In einem Gespräch mit seiner Mutter entbrennt ein Streit darüber, ob er der Unternehmerin gegenüber ehrlich war. Was Pascal ihr nicht erzählt hat, ist, dass er eine erhebliche Gehbehinderung hat. Aufgrund schwerer Komplikationen in seiner Kindheit gilt er heute als bis zu 80 Prozent behindert – und damit als schwerbehindert. Bereits ab 50 Prozent gibt es steuerliche Vorteile.
„Wenn ich ihr das direkt am Telefon gesagt hätte, dann hätte sie ‚Nein‘ gesagt“, rechtfertigt Pascal seine Entscheidung, seine körperlichen Einschränkungen zu verschweigen. Er hat Schwierigkeiten mit langem Stehen und kann auch nicht schwer heben. Seine Mutter Beate, die ebenfalls als Reinigungskraft arbeitet, drängt ihn, seiner zukünftigen Chefin die Wahrheit zu sagen. „Wenn ich den Vertrag unterschrieben habe, kann ich es ihr sagen“, entgegnet Pascal. „Ich will ja arbeiten und ich denke, dass die Frau dafür Verständnis haben wird.“
„Recht zur Lüge“: Bewerber müssen ihre Einschränkungen nicht offenlegen, es gibt jedoch eine Ausnahme
Hätte Pascal, der Protagonist von „Hartz und Herzlich“, seinen neuen Arbeitgeber über seine Einschränkungen informieren müssen? Laut einem Infotext der Bundesarbeitsgemeinschaft der Integrationsämter und Hauptfürsorgestellen (BIH) besteht grundsätzlich keine rechtliche Verpflichtung für Arbeitnehmer, ihre Behinderung gegenüber ihren Vorgesetzten offenzulegen. „Eine Ausnahme besteht dann, wenn sich die Behinderung auf den Arbeitsplatz auswirken kann“.

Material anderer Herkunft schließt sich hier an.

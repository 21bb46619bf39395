//! Document object model.
//!
//! A [`Document`] owns an ordered list of [`Page`]s and a resource table.
//! Pages own their [`Element`]s. A page has no stored number: its position
//! is its index in the document, so numbering stays dense through inserts
//! and deletes.

mod document;
mod element;
mod page;
mod resource;
mod stats;
mod table;

pub use document::{Document, Metadata, CONTAINER_VERSION};
pub(crate) use element::text_width;
pub use element::{
    Annotation, AnnotationKind, Attachment, Bookmark, Color, Element, ElementKind, ImageElement,
    PageContext, PageNumberStamp, Rect, Script, TextRun, TextStyle, Transform, Watermark,
    DEFAULT_FONT_SIZE,
};
pub use page::{Page, PageSize, Rotation, BODY_MARGIN};
pub use resource::{Resource, ResourceType};
pub use stats::TextStats;
pub use table::{Alignment, Table, TableCell, TableRow, VerticalAlignment};
//! Page-level types.

use super::{Color, Element, ElementKind, PageContext, Rect, TextRun, TextStats};
use crate::error::{Error, Result};
use serde::{Deserialize, Serialize};

/// Left and top margin used for injected body text, in points.
pub const BODY_MARGIN: f32 = 72.0;

/// Standard page sizes. Discriminants are the stable numeric codes used
/// across the C boundary.
#[derive(Debug, Clone, Copy, PartialEq, Eq, Hash, Serialize, Deserialize)]
pub enum PageSize {
    A0 = 0,
    A1 = 1,
    A2 = 2,
    A3 = 3,
    A4 = 4,
    A5 = 5,
    A6 = 6,
    B5 = 7,
    Letter = 8,
    Legal = 9,
    Ledger = 10,
    P11x17 = 11,
}

impl PageSize {
    /// All sizes in code order.
    pub const ALL: [PageSize; 12] = [
        PageSize::A0,
        PageSize::A1,
        PageSize::A2,
        PageSize::A3,
        PageSize::A4,
        PageSize::A5,
        PageSize::A6,
        PageSize::B5,
        PageSize::Letter,
        PageSize::Legal,
        PageSize::Ledger,
        PageSize::P11x17,
    ];

    /// Look up a size by its numeric code.
    pub fn from_code(code: i32) -> Result<Self> {
        usize::try_from(code)
            .ok()
            .and_then(|i| Self::ALL.get(i).copied())
            .ok_or_else(|| Error::InvalidArgument(format!("unknown page size code {}", code)))
    }

    pub fn code(self) -> i32 {
        self as i32
    }

    /// Width and height in points, portrait unless the size is defined as landscape.
    pub fn dimensions(self) -> (f32, f32) {
        match self {
            PageSize::A0 => (2384.0, 3370.0),
            PageSize::A1 => (1684.0, 2384.0),
            PageSize::A2 => (1191.0, 1684.0),
            PageSize::A3 => (842.0, 1191.0),
            PageSize::A4 => (595.0, 842.0),
            PageSize::A5 => (420.0, 595.0),
            PageSize::A6 => (298.0, 420.0),
            PageSize::B5 => (499.0, 709.0),
            PageSize::Letter => (612.0, 792.0),
            PageSize::Legal => (612.0, 1008.0),
            PageSize::Ledger => (1224.0, 792.0),
            PageSize::P11x17 => (792.0, 1224.0),
        }
    }
}

/// Page rotation, clockwise.
#[derive(Debug, Clone, Copy, Default, PartialEq, Eq, Hash, Serialize, Deserialize)]
#[serde(try_from = "u16", into = "u16")]
pub enum Rotation {
    #[default]
    R0,
    R90,
    R180,
    R270,
}

impl Rotation {
    /// Convert an angle in degrees. Negative multiples of 90 wrap around.
    pub fn from_degrees(degrees: i32) -> Result<Self> {
        if degrees % 90 != 0 {
            return Err(Error::InvalidArgument(format!(
                "rotation must be a multiple of 90 degrees, got {}",
                degrees
            )));
        }
        Ok(match degrees.rem_euclid(360) {
            0 => Rotation::R0,
            90 => Rotation::R90,
            180 => Rotation::R180,
            _ => Rotation::R270,
        })
    }

    pub fn degrees(self) -> u16 {
        match self {
            Rotation::R0 => 0,
            Rotation::R90 => 90,
            Rotation::R180 => 180,
            Rotation::R270 => 270,
        }
    }

    /// Add another rotation, mod 360.
    pub fn add(self, other: Rotation) -> Rotation {
        let sum = (self.degrees() + other.degrees()) % 360;
        // sum is always a multiple of 90 below 360
        Rotation::from_degrees(i32::from(sum)).unwrap_or_default()
    }

    /// Whether width and height swap when displayed.
    pub fn is_quarter_turn(self) -> bool {
        matches!(self, Rotation::R90 | Rotation::R270)
    }
}

impl TryFrom<u16> for Rotation {
    type Error = String;

    fn try_from(value: u16) -> std::result::Result<Self, Self::Error> {
        match value {
            0 => Ok(Rotation::R0),
            90 => Ok(Rotation::R90),
            180 => Ok(Rotation::R180),
            270 => Ok(Rotation::R270),
            other => Err(format!("invalid stored rotation {}", other)),
        }
    }
}

impl From<Rotation> for u16 {
    fn from(r: Rotation) -> u16 {
        r.degrees()
    }
}

/// A single page in the document.
#[derive(Debug, Clone, PartialEq, Serialize, Deserialize)]
pub struct Page {
    /// Page width in points (1 point = 1/72 inch)
    pub width: f32,

    /// Page height in points
    pub height: f32,

    /// Standard size the page was created or resized to
    pub size: Option<PageSize>,

    /// Page rotation
    pub rotation: Rotation,

    /// Page-wide fill color
    pub background: Option<Color>,

    /// Content elements in paint order
    pub elements: Vec<Element>,
}

impl Page {
    /// Create a new page with the given dimensions.
    pub fn new(width: f32, height: f32) -> Self {
        Self {
            width,
            height,
            size: None,
            rotation: Rotation::R0,
            background: None,
            elements: Vec::new(),
        }
    }

    /// Create a page of a standard size.
    pub fn with_size(size: PageSize) -> Self {
        let (w, h) = size.dimensions();
        Self {
            size: Some(size),
            ..Self::new(w, h)
        }
    }

    /// Create a new page with standard Letter size (8.5 x 11 inches).
    pub fn letter() -> Self {
        Self::with_size(PageSize::Letter)
    }

    /// Create a new page with standard A4 size (210 x 297 mm).
    pub fn a4() -> Self {
        Self::with_size(PageSize::A4)
    }

    /// Add an element to the page.
    pub fn add_element(&mut self, element: Element) {
        self.elements.push(element);
    }

    /// Append a text run below the existing content.
    pub fn add_text(&mut self, text: impl Into<String>) {
        let y = self
            .elements
            .iter()
            .filter(|e| {
                matches!(
                    e.kind(),
                    ElementKind::Text | ElementKind::Image | ElementKind::Table
                )
            })
            .filter_map(|e| e.bounds())
            .map(|r| r.bottom())
            .fold(BODY_MARGIN, f32::max);
        self.elements
            .push(Element::Text(TextRun::new(text, BODY_MARGIN, y)));
    }

    /// Visible text of the page, one element per line.
    pub fn text(&self, ctx: PageContext) -> String {
        self.elements
            .iter()
            .filter_map(|e| e.visible_text(ctx))
            .filter(|t| !t.is_empty())
            .collect::<Vec<_>>()
            .join("\n")
    }

    /// Word and character counts of the visible text.
    pub fn stats(&self, ctx: PageContext) -> TextStats {
        let mut stats = TextStats::new();
        for text in self.elements.iter().filter_map(|e| e.visible_text(ctx)) {
            stats.count_text(&text);
        }
        stats
    }

    /// A page is blank when it has no visible text and no visible graphics.
    pub fn is_blank(&self, ctx: PageContext) -> bool {
        self.elements.iter().all(|e| {
            !e.is_visible_graphic()
                && e.visible_text(ctx)
                    .map_or(true, |t| t.chars().all(char::is_whitespace))
        })
    }

    /// Number of elements of the given kind.
    pub fn count(&self, kind: ElementKind) -> usize {
        self.elements.iter().filter(|e| e.kind() == kind).count()
    }

    /// Check if the page has no elements.
    pub fn is_empty(&self) -> bool {
        self.elements.is_empty()
    }

    /// Get page dimensions as (width, height) tuple.
    pub fn dimensions(&self) -> (f32, f32) {
        (self.width, self.height)
    }

    /// Dimensions after rotation is applied.
    pub fn display_dimensions(&self) -> (f32, f32) {
        if self.rotation.is_quarter_turn() {
            (self.height, self.width)
        } else {
            (self.width, self.height)
        }
    }

    /// Check if the page is in landscape orientation as displayed.
    pub fn is_landscape(&self) -> bool {
        let (w, h) = self.display_dimensions();
        w > h
    }

    /// Whether the page dimensions are usable.
    pub fn has_valid_dimensions(&self) -> bool {
        self.width.is_finite() && self.height.is_finite() && self.width > 0.0 && self.height > 0.0
    }

    /// Full page rectangle.
    pub fn bounds(&self) -> Rect {
        Rect::new(0.0, 0.0, self.width, self.height)
    }
}

impl Default for Page {
    fn default() -> Self {
        Self::letter()
    }
}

Ausnahme beim Bewerbungsgespräch
Ist eine bestimmte körperliche Funktion, geistige Fähigkeit oder seelische Gesundheit eine entscheidende Voraussetzung für einen konkreten Arbeitsplatz, so darf der Arbeitgeber den Bewerber konkret darauf ansprechen und fragen. Beispiel: Wenn im Beruf schwere und gefährliche Maschinen bedient werden müssen.
Quelle: BHI
Aber wann trifft das zu? Und wie können Arbeitssuchende dies richtig einschätzen, wenn sie vor dem Bewerbungsgespräch noch nicht genau wissen, welche Aufgaben sie erfüllen sollen? Seit der Einführung des Allgemeinen Gleichbehandlungsgesetzes (AGG) im Jahr 2006 darf ein Arbeitgeber Bewerber nicht aufgrund ihrer körperlichen oder geistigen Fähigkeiten diskriminieren. Er darf in der Regel auch nicht nach Einschränkungen, Familienplanung oder Religion des Bewerbers fragen. Der Arbeitssuchende hat jedoch das „Recht zur Lüge“, wenn er dennoch darauf angesprochen wird, so die BIH.
Um das Vertrauensverhältnis nicht zu gefährden, rät der Sozialverband zu Offenheit
„Eine Pauschallösung gibt es hier nicht“, so der Sozialverband VdK Deutschland zu diesem Thema. Viele Menschen mit Beeinträchtigungen befürchten, vorschnell von Arbeitgebern abgelehnt zu werden. Trotzdem empfiehlt der Sozialverband Offenheit. Wenn eine offensichtliche Einschränkung besteht und befürchtet wird, dass diese Probleme bei der Erfüllung der Arbeitserwartungen verursachen könnte, „sollte sie nicht verschwiegen werden“, so der Verband, um das Vertrauensverhältnis nicht zu belasten.
„Viele Unternehmen sind überfordert, wenn sie ohne Vorwarnung mit einer sichtbaren Behinderung konfrontiert werden“, fügt der Sozialverband hinzu. Darüber hinaus könnte sich der Arbeitgeber fragen, warum der Bewerber geschwiegen hat und ob er noch etwas anderes verheimlicht.
Wenn sich im Nachhinein herausstellt, dass der Bewerber aufgrund seiner Voraussetzungen eine bestimmte, für die Arbeit essenzielle Tätigkeit nicht ausführen kann, kann der Arbeitgeber den Arbeitsvertrag wegen mutmaßlicher Täuschung anfechten.